# Knights of St. Andrew regalia



## Bro. Gerry Kendle (May 12, 2009)

Brothers,  I am looking for a good website so I can order my regalia for the knights of St. Andrew.  Can anyone help  Thanks!


----------



## Blake Bowden (May 13, 2009)

Try sending a PM to Brother Secretary:

[ame="http://www.masonforums.com/member.php?u=108"]Mason Forums Online: Masonic Discussion - View Profile: Brother Secretary@@AMEPARAM@@View Profile: Brother Secretary</title>@@AMEPARAM@@Brother Secretary[/ame]


----------



## Wingnut (May 14, 2009)

I was going to post that every KOSA group has their own special requirements.  Ours is gray pants, dark jacket, white shirt and prefered Texas Bluebonnet Tartan Tie.


----------



## Bro. Gerry Kendle (May 21, 2009)

well does any KSA organization use scottish atire?


----------



## Wingnut (May 22, 2009)

here is ours in more detail from our web site http://dallaskosa.com/Regalia.htm

Order of Knights of St. Andrew
Dallas Scottish Rite of Freemasonry

Regalia

Since most new members own a suit or sport coat and tie, the only items of Knight regalia that need to be obtained are the Texas Bluebonnet Tartan Scarf and a Name Badge.  If you have never had a scarf or badge, the first one will be provided at no cost to you, compliments of the Knights of St. Andrew.  Loaner scarves are available to new Knights working their first Reunion, after which they are eligible to be provided one of their own.  Of course any Knight may purchase Knight regalia directly from our sources below.

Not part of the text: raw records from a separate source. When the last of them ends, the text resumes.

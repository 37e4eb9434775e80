//! Main Entrypoint for the Cognigy Chat Client
//!
//! This binary is responsible for:
//! 1. Loading configuration from the environment and command line.
//! 2. Initializing logging.
//! 3. Connecting a session to the configured flow, retrying per the reconnect policy.
//! 4. Forwarding stdin lines to the flow and printing its replies.
//! 5. Replacing the session when the backend drops it or it expires, and closing it on exit.

use anyhow::Context;
use clap::Parser;
use cognigy_chat::{
    command::Line,
    config::Config,
    repl::{self, Exit},
};
use cognigy_client::Session;
use tokio::io::{AsyncBufReadExt, BufReader};
use tokio::sync::mpsc;
use tracing::{debug, error, info, warn};

#[derive(Parser, Debug)]
#[command(version, about = "Chat with a Cognigy flow from the terminal")]
struct Args {
    /// Flow to talk to; overrides COGNIGY_FLOW.
    #[arg(long)]
    flow: Option<String>,

    /// Flow language; overrides COGNIGY_LANGUAGE.
    #[arg(long)]
    language: Option<String>,

    /// Log level; overrides RUST_LOG.
    #[arg(long)]
    log_level: Option<tracing::Level>,
}

/// Listens for the `Ctrl+C` signal to shut down the client.
async fn shutdown_signal() {
    if let Err(e) = tokio::signal::ctrl_c().await {
        error!(error = %e, "Failed to install Ctrl+C handler");
        std::future::pending::<()>().await;
    }
    info!("Received shutdown signal. Closing session...");
}

/// Builds a session with terminal handlers. Terminations are forwarded to the returned receiver.
fn new_session(config: &Config) -> (Session, mpsc::UnboundedReceiver<String>) {
    let session = Session::new(config.credentials(), config.session_config());
    let (tx, rx) = mpsc::unbounded_channel();

    session.on_output(|reply| {
        if let Some(text) = reply.text.filter(|text| !text.is_empty()) {
            println!("bot> {text}");
        }
        if let Some(data) = reply.data.filter(|data| !data.is_null()) {
            println!("bot> [data] {data}");
        }
    });
    session.on_error(|notice| eprintln!("error> {notice}"));
    session.on_final_ping(|ping| debug!(kind = ?ping.kind, "flow finished its turn"));
    session.on_termination(move |reason| {
        let _ = tx.send(reason);
    });
    (session, rx)
}

async fn connect(config: &Config) -> anyhow::Result<(Session, mpsc::UnboundedReceiver<String>)> {
    let mut attempt = 0;
    loop {
        attempt += 1;
        let (session, terminated) = new_session(config);
        match session.connect().await {
            Ok(()) => {
                info!(attempt, flow = %config.flow, "Session ready.");
                return Ok((session, terminated));
            }
            Err(e) if config.reconnect.allows(attempt) => {
                warn!(attempt, error = %e, "Connect failed. Retrying...");
                tokio::time::sleep(config.reconnect.interval).await;
            }
            Err(e) => return Err(e).context("Failed to connect session"),
        }
    }
}

#[tokio::main]
async fn main() -> anyhow::Result<()> {
    // --- 1. Load Configuration ---
    let args = Args::parse();
    let mut config = Config::from_env().context("Failed to load configuration")?;
    if let Some(flow) = args.flow {
        config.flow = flow;
    }
    if let Some(language) = args.language {
        config.language = language;
    }
    if let Some(level) = args.log_level {
        config.log_level = level;
    }

    // --- 2. Initialize Logging ---
    tracing_subscriber::fmt()
        .with_max_level(config.log_level)
        .with_timer(tracing_subscriber::fmt::time::ChronoLocal::rfc_3339())
        .with_writer(std::io::stderr)
        .init();
    info!(
        endpoint = %config.endpoint,
        flow = %config.flow,
        language = %config.language,
        reconnect = config.reconnect.enabled,
        "Configuration loaded. Connecting..."
    );

    // --- 3. Chat Until Quit ---
    let mut lines = BufReader::new(tokio::io::stdin()).lines();
    let shutdown = shutdown_signal();
    tokio::pin!(shutdown);
    let mut replacements = 0;
    let mut pending: Option<Line> = None;
    loop {
        let (session, mut terminated) = connect(&config).await?;
        if let Some(line) = pending.take() {
            if let Err(e) = repl::run_line(&session, line).await {
                eprintln!("error> {e}");
            }
        }
        let exit = repl::chat(&session, &mut terminated, &mut lines, &mut shutdown).await;
        session.disconnect().await;

        match exit? {
            Exit::Quit => break,
            Exit::Expired(line) => {
                info!("Replacing expired session.");
                pending = Some(line);
            }
            Exit::Terminated(reason) => {
                replacements += 1;
                if !config.reconnect.allows(replacements) {
                    anyhow::bail!("Session terminated by the backend: {reason}");
                }
                warn!(%reason, replacements, "Session terminated. Reconnecting...");
                tokio::time::sleep(config.reconnect.interval).await;
            }
        }
    }

    info!("Session closed.");
    Ok(())
}
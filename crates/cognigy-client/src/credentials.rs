//! Credential resolution.
//!
//! A session needs a bearer token. It is either handed in directly or minted
//! once through the backend's `/loginDevice` exchange.

use crate::error::AuthError;
use secrecy::{ExposeSecret, SecretString};
use serde::{Deserialize, Serialize};
use tracing::{info, instrument, warn};

const LOGIN_DEVICE_PATH: &str = "/loginDevice";

/// A resolved bearer token. Immutable once issued.
#[derive(Clone, Debug)]
pub struct Token(SecretString);

impl Token {
    pub fn new(token: impl Into<String>) -> Self {
        Self(SecretString::from(token.into()))
    }

    pub fn expose(&self) -> &str {
        self.0.expose_secret()
    }
}

/// What the caller knows about its identity on the backend.
#[derive(Clone, Debug)]
pub struct Credentials {
    /// Base URL of the backend, used for the credential exchange.
    pub endpoint: String,
    pub token: Option<SecretString>,
    pub user: Option<String>,
    pub api_key: Option<SecretString>,
    pub channel: Option<String>,
}

impl Credentials {
    /// Credentials carrying a pre-issued token.
    pub fn with_token(endpoint: impl Into<String>, token: impl Into<String>) -> Self {
        Self {
            endpoint: endpoint.into(),
            token: Some(SecretString::from(token.into())),
            user: None,
            api_key: None,
            channel: None,
        }
    }

    /// Credentials from which a token is minted via `/loginDevice`.
    pub fn with_identity(
        endpoint: impl Into<String>,
        user: impl Into<String>,
        api_key: impl Into<String>,
        channel: impl Into<String>,
    ) -> Self {
        Self {
            endpoint: endpoint.into(),
            token: None,
            user: Some(user.into()),
            api_key: Some(SecretString::from(api_key.into())),
            channel: Some(channel.into()),
        }
    }

    fn preissued_token(&self) -> Option<Token> {
        self.token
            .as_ref()
            .map(|token| token.expose_secret())
            .filter(|token| !token.is_empty())
            .map(Token::new)
    }

    fn login_request(&self) -> Result<LoginRequest<'_>, AuthError> {
        let user = non_empty(self.user.as_deref()).ok_or(AuthError::MissingIdentity("user"))?;
        let apikey = non_empty(self.api_key.as_ref().map(|key| key.expose_secret()))
            .ok_or(AuthError::MissingIdentity("apikey"))?;
        let channel =
            non_empty(self.channel.as_deref()).ok_or(AuthError::MissingIdentity("channel"))?;
        Ok(LoginRequest {
            user,
            apikey,
            channel,
        })
    }

    fn login_url(&self) -> String {
        format!("{}{}", self.endpoint.trim_end_matches('/'), LOGIN_DEVICE_PATH)
    }
}

fn non_empty(value: Option<&str>) -> Option<&str> {
    value.filter(|v| !v.is_empty())
}

#[derive(Serialize)]
struct LoginRequest<'a> {
    user: &'a str,
    apikey: &'a str,
    channel: &'a str,
}

#[derive(Deserialize)]
struct LoginResponse {
    #[serde(default)]
    token: Option<String>,
}

/// Turns [`Credentials`] into a [`Token`].
///
/// A token that is already present is returned as-is without any network call.
/// Otherwise exactly one `/loginDevice` request is made; there is no retry.
#[derive(Clone, Debug, Default)]
pub struct CredentialResolver {
    http: reqwest::Client,
}

impl CredentialResolver {
    pub fn new(http: reqwest::Client) -> Self {
        Self { http }
    }

    #[instrument(skip_all, fields(endpoint = %credentials.endpoint))]
    pub async fn resolve(&self, credentials: &Credentials) -> Result<Token, AuthError> {
        if let Some(token) = credentials.preissued_token() {
            return Ok(token);
        }

        let body = credentials.login_request()?;
        let resp = self
            .http
            .post(credentials.login_url())
            .header(reqwest::header::ACCEPT, "application/json")
            .json(&body)
            .send()
            .await?;

        let status = resp.status();
        if !status.is_success() {
            let message = resp.text().await.unwrap_or_default();
            warn!(status = status.as_u16(), "credential exchange rejected");
            return Err(AuthError::Rejected {
                status: status.as_u16(),
                message,
            });
        }

        let data: LoginResponse = resp.json().await?;
        match data.token.filter(|token| !token.is_empty()) {
            Some(token) => {
                info!("credential exchange succeeded");
                Ok(Token::new(token))
            }
            None => {
                warn!("credential exchange returned no token");
                Err(AuthError::NoToken)
            }
        }
    }
}
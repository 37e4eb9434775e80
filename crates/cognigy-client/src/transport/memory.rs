//! In-process transport for tests.
//!
//! [`MemoryTransport`] hands every opened connection to the paired
//! [`MemoryServer`] as a [`MemoryPeer`], which plays the backend: it pushes
//! signals into the session and observes everything the session emits.

use super::{Channel, Connection, OpenRequest, Transport, TransportError, TransportSignal};
use async_trait::async_trait;
use cognigy_types::{InboundEvent, events};
use serde_json::Value;
use std::sync::Arc;
use std::sync::atomic::{AtomicBool, AtomicUsize, Ordering};
use tokio::sync::mpsc;

const SIGNAL_BUFFER: usize = 64;

/// An event the session put on the wire.
#[derive(Debug, Clone, PartialEq)]
pub struct Emitted {
    pub event: String,
    pub payload: Value,
}

pub struct MemoryTransport {
    peers: mpsc::UnboundedSender<MemoryPeer>,
    opened: Arc<AtomicUsize>,
}

pub struct MemoryServer {
    peers: mpsc::UnboundedReceiver<MemoryPeer>,
    opened: Arc<AtomicUsize>,
}

impl MemoryTransport {
    pub fn pair() -> (MemoryTransport, MemoryServer) {
        let (tx, rx) = mpsc::unbounded_channel();
        let opened = Arc::new(AtomicUsize::new(0));
        (
            MemoryTransport {
                peers: tx,
                opened: opened.clone(),
            },
            MemoryServer { peers: rx, opened },
        )
    }
}

#[async_trait]
impl Transport for MemoryTransport {
    async fn open(&self, request: OpenRequest) -> Result<Connection, TransportError> {
        let (signal_tx, signal_rx) = mpsc::channel(SIGNAL_BUFFER);
        let (emit_tx, emit_rx) = mpsc::unbounded_channel();
        let closed = Arc::new(AtomicBool::new(false));

        let peer = MemoryPeer {
            request,
            signals: signal_tx,
            emitted: emit_rx,
            closed: closed.clone(),
        };
        self.peers
            .send(peer)
            .map_err(|_| TransportError::ChannelClosed)?;
        self.opened.fetch_add(1, Ordering::SeqCst);

        Ok(Connection {
            channel: Arc::new(MemoryChannel {
                emitted: emit_tx,
                closed,
            }),
            signals: signal_rx,
        })
    }
}

impl MemoryServer {
    /// Waits for the next connection the session opens.
    pub async fn accept(&mut self) -> Option<MemoryPeer> {
        self.peers.recv().await
    }

    /// Number of connections opened so far.
    pub fn open_count(&self) -> usize {
        self.opened.load(Ordering::SeqCst)
    }
}

struct MemoryChannel {
    emitted: mpsc::UnboundedSender<Emitted>,
    closed: Arc<AtomicBool>,
}

#[async_trait]
impl Channel for MemoryChannel {
    async fn emit(&self, event: &str, payload: Value) -> Result<(), TransportError> {
        if self.closed.load(Ordering::SeqCst) {
            return Err(TransportError::ChannelClosed);
        }
        self.emitted
            .send(Emitted {
                event: event.to_string(),
                payload,
            })
            .map_err(|_| TransportError::ChannelClosed)
    }

    async fn close(&self) {
        self.closed.store(true, Ordering::SeqCst);
    }
}

/// The backend side of one in-memory connection.
pub struct MemoryPeer {
    pub request: OpenRequest,
    signals: mpsc::Sender<TransportSignal>,
    emitted: mpsc::UnboundedReceiver<Emitted>,
    closed: Arc<AtomicBool>,
}

impl MemoryPeer {
    /// Delivers a signal to the session. Returns `false` once the session stopped listening.
    pub async fn signal(&self, signal: TransportSignal) -> bool {
        self.signals.send(signal).await.is_ok()
    }

    /// Delivers a named backend event.
    pub async fn send_event(&self, name: &str, payload: Value) -> bool {
        self.signal(TransportSignal::Event(InboundEvent::new(name, payload)))
            .await
    }

    /// Waits for the next event emitted by the session.
    pub async fn next_emitted(&mut self) -> Option<Emitted> {
        self.emitted.recv().await
    }

    /// Returns an already-emitted event without waiting.
    pub fn try_emitted(&mut self) -> Option<Emitted> {
        self.emitted.try_recv().ok()
    }

    /// Whether the session closed its channel.
    pub fn is_closed(&self) -> bool {
        self.closed.load(Ordering::SeqCst)
    }

    /// Plays a successful two-phase handshake and returns the `init` payload.
    pub async fn accept_handshake(&mut self) -> Option<Value> {
        self.signal(TransportSignal::Connected).await;
        let init = self.next_emitted().await?;
        if init.event != events::INIT {
            return None;
        }
        self.send_event(events::INIT_RESPONSE, Value::Null).await;
        Some(init.payload)
    }
}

The following is the basic dress standard:

*  Blue blazer and gray slacks, if available
*  Alternatively, Highland Dress (ie kilt) or a dark suit
*  Dress shirt and tie
*  Texas Bluebonnet Tartan Scarf
*  Knights of St. Andrew Name Badge

The following is optional:

*  Texas Bluebonnet Tartan Tie
*  Black Plain Glengarry Cap



Texas Bluebonnet Tartan Scarves, ties and black plain Glengarry caps are available from Scotland Forever at their Web site.  If you need a replacement or additional scarf, it is $29 and can be picked up there or can be shipped to you.

Terry Palczer at:

SCOTLAND FOREVER 
http://www.ScotlandForever.net


----------



## Mac (Jul 17, 2011)

Fun fact: the Dallas KSA site link in Wingnut's post is now occupied by a Viagra sales site. But thanks for the info on the tartan (Texas bluebonnet)!


----------



## Jacob Johnson (Jul 19, 2011)

the site should be http://www.kosadallas.com


----------



## Brent Heilman (Jul 19, 2011)

I was wondering. I thought maybe you might be getting a commision of the Viagra sales or something.  JK. I just did a Google search and found it.


----------



## Mac (Jul 19, 2011)

Would it be improper to wear something with the Texas Bluebonnet tartan (sash or plaid for example) while wearing a kilt with the Universal Freemason tartan?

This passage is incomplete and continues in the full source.